The World Health Organization (WHO) originally defined health as the absence of disease. The 1948 definition of health, however, was not appropriate for the times. In 1948, infant mortality was a significant cause of low life expectancy in many parts of the world, and polio and diphtheria were rampant. In addition, chronic diseases such as heart disease, stroke, and cancer were the three leading causes of death. The definition of health today is based on a more complex picture.
Although ‘complete health’ seems desirable in some circles, it’s unrealistic for many people. In reality, no one is ever completely well. In addition to being counterproductive, the approach to health does not take into account the impact of aging, disabilities, and other factors on a person’s quality of life. In addition to being unrealistic, this approach also promotes over-medicalization in a society. But, perhaps more importantly, it fails to account for the complex interactions between genetics, lifestyle, and environment.

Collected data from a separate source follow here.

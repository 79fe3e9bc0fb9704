use rand::seq::SliceRandom;

use quiz_core::model::{PlanTier, Question};

/// Selection result for a session build.
#[derive(Debug, Clone, PartialEq, Eq)]
pub struct WorkingSet {
    pub questions: Vec<Question>,
    /// Questions dropped because their minimum tier exceeds the user's.
    pub tier_filtered: usize,
}

impl WorkingSet {
    /// Total number of questions selected.
    #[must_use]
    pub fn total(&self) -> usize {
        self.questions.len()
    }

    /// Returns true when no questions survived selection.
    #[must_use]
    pub fn is_empty(&self) -> bool {
        self.questions.is_empty()
    }
}

/// Builds a session's working set from the filtered question pool.
///
/// Drops questions the user's effective tier may not see, optionally
/// shuffles, and caps the set size. The result is frozen for the whole
/// run; repository order is kept when shuffling is off.
pub struct WorkingSetBuilder {
    tier: PlanTier,
    shuffle: bool,
    limit: Option<usize>,
}

impl WorkingSetBuilder {
    #[must_use]
    pub fn new(tier: PlanTier) -> Self {
        Self {
            tier,
            shuffle: false,
            limit: None,
        }
    }

    /// Enable or disable shuffling of the pool before capping.
    #[must_use]
    pub fn with_shuffle(mut self, shuffle: bool) -> Self {
        self.shuffle = shuffle;
        self
    }

    /// Cap the working set at `limit` questions.
    #[must_use]
    pub fn with_limit(mut self, limit: usize) -> Self {
        self.limit = Some(limit);
        self
    }

    /// Build the working set from a pool of questions.
    #[must_use]
    pub fn build(self, pool: impl IntoIterator<Item = Question>) -> WorkingSet {
        let pool: Vec<Question> = pool.into_iter().collect();
        let before = pool.len();

        let mut selected: Vec<Question> = pool
            .into_iter()
            .filter(|q| q.min_tier().is_none_or(|min| self.tier >= min))
            .collect();
        let tier_filtered = before - selected.len();

        if self.shuffle {
            let mut rng = rand::rng();
            selected.as_mut_slice().shuffle(&mut rng);
        }

        if let Some(limit) = self.limit {
            selected.truncate(limit);
        }

        WorkingSet {
            questions: selected,
            tier_filtered,
        }
    }
}

//
// ─── TESTS ─────────────────────────────────────────────────────────────────────
//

The definition of ‘good health’ differs for different environments. In mountainous areas, an individual suffering from anemia or heart attack may find themselves in a situation where their body weight and function are compromised due to long hours of hard work. By contrast, an individual living in sea-level environments may suffer from shortness of breath or anemia. This means that the definition of health must be flexible enough to take into account the environment. That is why we must define health as an outcome of balance, and not just a state of being.

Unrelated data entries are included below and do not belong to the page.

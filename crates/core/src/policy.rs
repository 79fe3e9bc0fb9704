//! Pure access policy gate.
//!
//! `check` consumes a resolved [`EntitlementState`] plus a requested
//! action and returns an allow/deny decision with a reason code. It
//! performs no I/O and has no side effects, so callers may invoke it
//! speculatively (e.g. to gray out a start button) and unit tests run
//! against literal fixtures.

use chrono::{DateTime, Utc};

use crate::model::{EntitlementState, ExamId, PlanLimits, PlanTier, QuotaRemaining};

//
// ─── ACTIONS ───────────────────────────────────────────────────────────────────
//

/// What the user is trying to do.
#[derive(Debug, Clone, Copy, PartialEq, Eq)]
pub enum ActionKind {
    StartSession,
    AdvanceQuestion,
    ViewExplanation,
}

/// A requested action, optionally targeting one exam.
#[derive(Debug, Clone, PartialEq, Eq)]
pub struct Action {
    pub kind: ActionKind,
    pub exam: Option<ExamId>,
}

impl Action {
    #[must_use]
    pub fn start_session(exam: Option<ExamId>) -> Self {
        Self {
            kind: ActionKind::StartSession,
            exam,
        }
    }

    #[must_use]
    pub fn advance_question(exam: Option<ExamId>) -> Self {
        Self {
            kind: ActionKind::AdvanceQuestion,
            exam,
        }
    }

    #[must_use]
    pub fn view_explanation() -> Self {
        Self {
            kind: ActionKind::ViewExplanation,
            exam: None,
        }
    }
}

//
// ─── DECISION ──────────────────────────────────────────────────────────────────
//

/// Why a check passed or failed.
#[derive(Debug, Clone, Copy, PartialEq, Eq)]
#[non_exhaustive]
pub enum ReasonCode {
    Ok,
    Suspended,
    TrialExpired,
    ExamNotGranted,
    QuotaExhausted,
    PlanRestricted,
}

/// Outcome of one policy check.
///
/// Denials are expected, user-facing data, never errors. When denied,
/// `required_tier` carries the minimal upgrade that would satisfy the
/// request (upsell signal), or `None` when no upgrade helps.
#[derive(Debug, Clone, Copy, PartialEq, Eq)]
pub struct AccessDecision {
    allowed: bool,
    reason: ReasonCode,
    required_tier: Option<PlanTier>,
}

impl AccessDecision {
    #[must_use]
    pub fn allow() -> Self {
        Self {
            allowed: true,
            reason: ReasonCode::Ok,
            required_tier: None,
        }
    }

    #[must_use]
    pub fn deny(reason: ReasonCode, required_tier: Option<PlanTier>) -> Self {
        Self {
            allowed: false,
            reason,
            required_tier,
        }
    }

    #[must_use]
    pub fn is_allowed(&self) -> bool {
        self.allowed
    }

    #[must_use]
    pub fn reason(&self) -> ReasonCode {
        self.reason
    }

    #[must_use]
    pub fn required_tier(&self) -> Option<PlanTier> {
        self.required_tier
    }
}

//
// ─── GATE ──────────────────────────────────────────────────────────────────────
//

/// Decides whether `action` is permitted under `entitlement`.
///
/// First matching rule wins; the ordering matters: a suspended account
/// must be denied even when its quota would pass, and a plus account is
/// never denied by the later rules at all.
#[must_use]
pub fn check(
    entitlement: &EntitlementState,
    action: &Action,
    limits: &PlanLimits,
    now: DateTime<Utc>,
) -> AccessDecision {
    // 1. Suspended or deleted accounts are blocked outright.
    if entitlement.status().is_blocked() {
        return AccessDecision::deny(ReasonCode::Suspended, None);
    }

    let effective = entitlement.effective_tier(limits, now);
    let consumes = matches!(
        action.kind,
        ActionKind::StartSession | ActionKind::AdvanceQuestion
    );

    // 2. A lapsed trial cannot start or continue a session.
    if consumes
        && entitlement.tier() == PlanTier::Trial
        && entitlement.trial_days_remaining(limits, now) == 0
    {
        return AccessDecision::deny(ReasonCode::TrialExpired, Some(PlanTier::Individual));
    }

    // 3. Exam-restricted tiers need the target exam granted and unexpired.
    if let Some(exam) = &action.exam {
        if entitlement.restricts_exams() && !entitlement.has_exam_access(exam, now) {
            return AccessDecision::deny(ReasonCode::ExamNotGranted, Some(PlanTier::Plus));
        }
    }

    // 4. Advancing consumes one quota unit; a dry cap blocks it.
    if action.kind == ActionKind::AdvanceQuestion
        && !entitlement.quota_remaining(limits, now).is_available()
    {
        return AccessDecision::deny(ReasonCode::QuotaExhausted, Some(PlanTier::Individual));
    }

    // 5. Explanations are closed to the free tier.
    if action.kind == ActionKind::ViewExplanation && !effective.has_explanations() {
        return AccessDecision::deny(ReasonCode::PlanRestricted, Some(PlanTier::Plus));
    }

    AccessDecision::allow()
}

//
// ─── TESTS ─────────────────────────────────────────────────────────────────────
//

Despite this complexity, no one sector can achieve global health solutions alone. Partnerships between sectors are necessary to make a difference. These partnerships must bring together different perspectives, organizations, and skills to work towards a common goal. The partnerships should involve representatives of the countries that are most affected by the issue. This is because only when all the sectors are working toward a common goal can we see positive changes in a community. This includes communities, neighborhoods, schools, and businesses.
People who live in low SES areas are more likely to experience stress, resulting in poorer health. These people are also prone to financial challenges, marital breakdowns, and unemployment. Low SES people often lack access to health care, which is a contributing factor to their health problems. Furthermore, cultural issues can have a significant effect on health. If health care is not provided to the poor, they are less likely to seek medical help.